The Chair of the European Parliament’s Subcommittee on Human Rights, Mounir Satouri, and the Chair of the Delegation for Relations with the People’s Republic of China, Engin Eroglu, have jointly addressed a letter to the Chinese Ambassador to the European Union on this matter, which concerns Tulku Hungkar Dorje, the 57-year-old abbot of Lung-ngon Monastery in Ga-de County of Golog Prefecture, Qinghai province.

Satouri has also written a separate letter to the Vietnamese Ambassador to the EU, raising the same concerns.

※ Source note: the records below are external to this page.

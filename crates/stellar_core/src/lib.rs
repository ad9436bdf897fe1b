//! # Stellar Core
//!
//! Deterministic planet economy engine for a browser strategy game.
//!
//! This crate contains **only** deterministic logic:
//! - No IO (the standard catalog is embedded)
//! - No wall clock (every operation takes the current [`clock::Timestamp`])
//! - No floating-point math (uses fixed-point)
//!
//! State is advanced lazily: reading a planet at time `t` ticks its queues
//! and resource ledger up to `t`, so no background timer is needed.
//!
//! ## Crate Structure
//!
//! - [`resources`] / [`economy`] - Resource values, ledger and production formulas
//! - [`catalog`] / [`data`] - Object definitions loaded from RON
//! - [`production`] - Build queues and their state machine
//! - [`planet`] / [`research`] - Planet and player state
//! - [`engine`] - Validated mutations
//! - [`view`] - The read model
//! - [`math`] - Fixed-point math utilities

#![forbid(unsafe_code)]
#![warn(missing_docs)]
#![warn(clippy::all, clippy::pedantic)]

pub mod catalog;
pub mod clock;
pub mod config;
pub mod data;
pub mod economy;
pub mod engine;
pub mod error;
pub mod math;
pub mod planet;
pub mod production;
pub mod research;
pub mod resources;
pub mod view;

/// Re-export commonly used types
pub mod prelude {
    pub use crate::catalog::{Catalog, ObjectDefinition, ObjectId, ObjectKind};
    pub use crate::clock::{Clock, ManualClock, SystemClock, Timestamp};
    pub use crate::config::{EngineConfig, QueueLimits};
    pub use crate::data::{Category, ObjectEffect};
    pub use crate::economy::{Ledger, ProductionProfile};
    pub use crate::engine::{Cancelled, Enqueued, Engine};
    pub use crate::error::{GameError, Result};
    pub use crate::math::Amount;
    pub use crate::planet::{Planet, PlanetId};
    pub use crate::production::{
        BuildQueue, BuildQueueItem, ItemStatus, ProductionEvent, QueueItemId, QueueKind,
    };
    pub use crate::research::{Player, PlayerId, PlayerResearch, ResearchChange};
    pub use crate::resources::{ResourceKind, Resources};
    pub use crate::view::{ObjectView, PlanetView, QueueItemView, QueueView};
}
//! Scenario harness: one engine, one player, one planet and a manual clock.
//!
//! Scenarios read like the story they test:
//!
//! ```ignore
//! let mut s = Scenario::new(resources(500, 500, 0));
//! s.set_level("robot_factory", 1);
//! s.enqueue("metal_mine", 1).unwrap();
//! s.advance(61);
//! assert_eq!(s.level("metal_mine"), 1);
//! ```

use stellar_core::clock::{Clock, ManualClock, Timestamp};
use stellar_core::engine::Engine;
use stellar_core::error::Result;
use stellar_core::planet::Planet;
use stellar_core::production::QueueItemId;
use stellar_core::research::Player;
use stellar_core::resources::Resources;
use stellar_core::view::PlanetView;

use crate::fixtures::{self, START};

/// A single-planet game driven by a manual clock.
#[derive(Debug)]
pub struct Scenario {
    /// The engine under test.
    pub engine: Engine,
    /// Planet 1.
    pub planet: Planet,
    /// Player 1, owner of the planet.
    pub player: Player,
    /// Time source; starts at [`START`].
    pub clock: ManualClock,
}

impl Scenario {
    /// Standard engine, empty planet holding `stock`.
    #[must_use]
    pub fn new(stock: Resources) -> Self {
        Self::with_engine(fixtures::engine(), stock)
    }

    /// Custom engine, empty planet holding `stock`.
    #[must_use]
    pub fn with_engine(engine: Engine, stock: Resources) -> Self {
        Self {
            engine,
            planet: fixtures::planet(1, 1, stock),
            player: fixtures::player(1),
            clock: ManualClock::new(START),
        }
    }

    /// Current instant.
    #[must_use]
    pub fn now(&self) -> Timestamp {
        self.clock.now()
    }

    /// Move the clock forward.
    pub fn advance(&mut self, secs: u64) -> Timestamp {
        self.clock.advance(secs)
    }

    /// Set a building level or unit count now.
    ///
    /// # Panics
    ///
    /// Panics if the engine rejects the level.
    pub fn set_level(&mut self, machine_name: &str, level: u32) -> &mut Self {
        let now = self.now();
        self.engine
            .set_object_level(&mut self.planet, &mut self.player, machine_name, level, now)
            .unwrap_or_else(|e| panic!("set {machine_name} to {level}: {e}"));
        self
    }

    /// Set a research level.
    ///
    /// # Panics
    ///
    /// Panics if the engine rejects the level.
    pub fn set_research(&mut self, machine_name: &str, level: u32) -> &mut Self {
        let now = self.now();
        self.engine
            .set_research_level(&mut self.player, machine_name, level, now)
            .unwrap_or_else(|e| panic!("set {machine_name} to {level}: {e}"));
        self
    }

    /// Queue a build request now.
    pub fn enqueue(&mut self, machine_name: &str, amount: u32) -> Result<QueueItemId> {
        let now = self.now();
        self.engine
            .enqueue_by_name(&mut self.planet, &mut self.player, machine_name, amount, now)
            .map(|queued| queued.item)
    }

    /// Cancel a queued item now.
    pub fn cancel(&mut self, machine_name: &str, item: QueueItemId) -> Result<Resources> {
        let now = self.now();
        let object = self.engine.catalog().definition_for(machine_name)?.id;
        self.engine
            .cancel(&mut self.planet, &mut self.player, object, item, now)
            .map(|cancelled| cancelled.refund)
    }

    /// Add resources now, optionally past storage capacity.
    ///
    /// # Panics
    ///
    /// Panics if the engine rejects the operation.
    pub fn give(&mut self, delta: Resources, allow_overflow: bool) -> &mut Self {
        let now = self.now();
        self.engine
            .add_resources(&mut self.planet, &mut self.player, delta, allow_overflow, now)
            .unwrap_or_else(|e| panic!("add {delta}: {e}"));
        self
    }

    /// Planet view now.
    ///
    /// # Panics
    ///
    /// Panics if the view cannot be built.
    pub fn state(&mut self) -> PlanetView {
        let now = self.now();
        self.engine
            .current_state(&mut self.planet, &mut self.player, now)
            .unwrap_or_else(|e| panic!("state at {now}: {e}"))
    }

    /// Stock now, floored to whole units. Energy is left out; read the
    /// balance from [`state`](Self::state).
    pub fn resources(&mut self) -> Resources {
        self.state().resources.floor().without_energy()
    }

    /// Building level, research level or unit count now.
    ///
    /// # Panics
    ///
    /// Panics on an unknown machine name.
    pub fn level(&mut self, machine_name: &str) -> u32 {
        self.state()
            .object(machine_name)
            .unwrap_or_else(|| panic!("unknown object {machine_name}"))
            .level
    }
}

Both letters expressed grave concern and alarm over the unexplained circumstances of Tulku Hungkar Dorje’s death and the subsequent cremation of his body in Vietnam without the consent of his family, said the Office of Tibet, Brussels, in a Tibet.net statement Apr 30.

Both governments have been asked to ensure a transparent, independent, and impartial investigation to determine the circumstances of Tulku Hungkar Dorje’s disappearance and the cause of his passing.

The joint letter was stated to have asked China to be “a constructive partner in shedding light on the circumstances of the disappearance and death of Tulku Hungkar Dorje.”

The late abbot is highly revered also for his charity works as well as efforts to preserve Tibetan language and culture through establishment of schools that provided free education to the children of Tibetan nomads and farmers at a time when China had launched a campaign to Sinicize Tibet and its ethnic culture.

He was also stated to have earned Chinese authorities’ wrath for his perceived snubbing of the Beijing-installed 11th Panchen Lama Gyaincain Norbu during the latter’s visit to his area last year. Gyaincain Norbu remains a living reminder of China’s abduction and disappearance of the 11th Panchen Lama Gedhun Choekyi Nyima recognized by the Dalai Lama, Tibet’s exiled spiritual leader.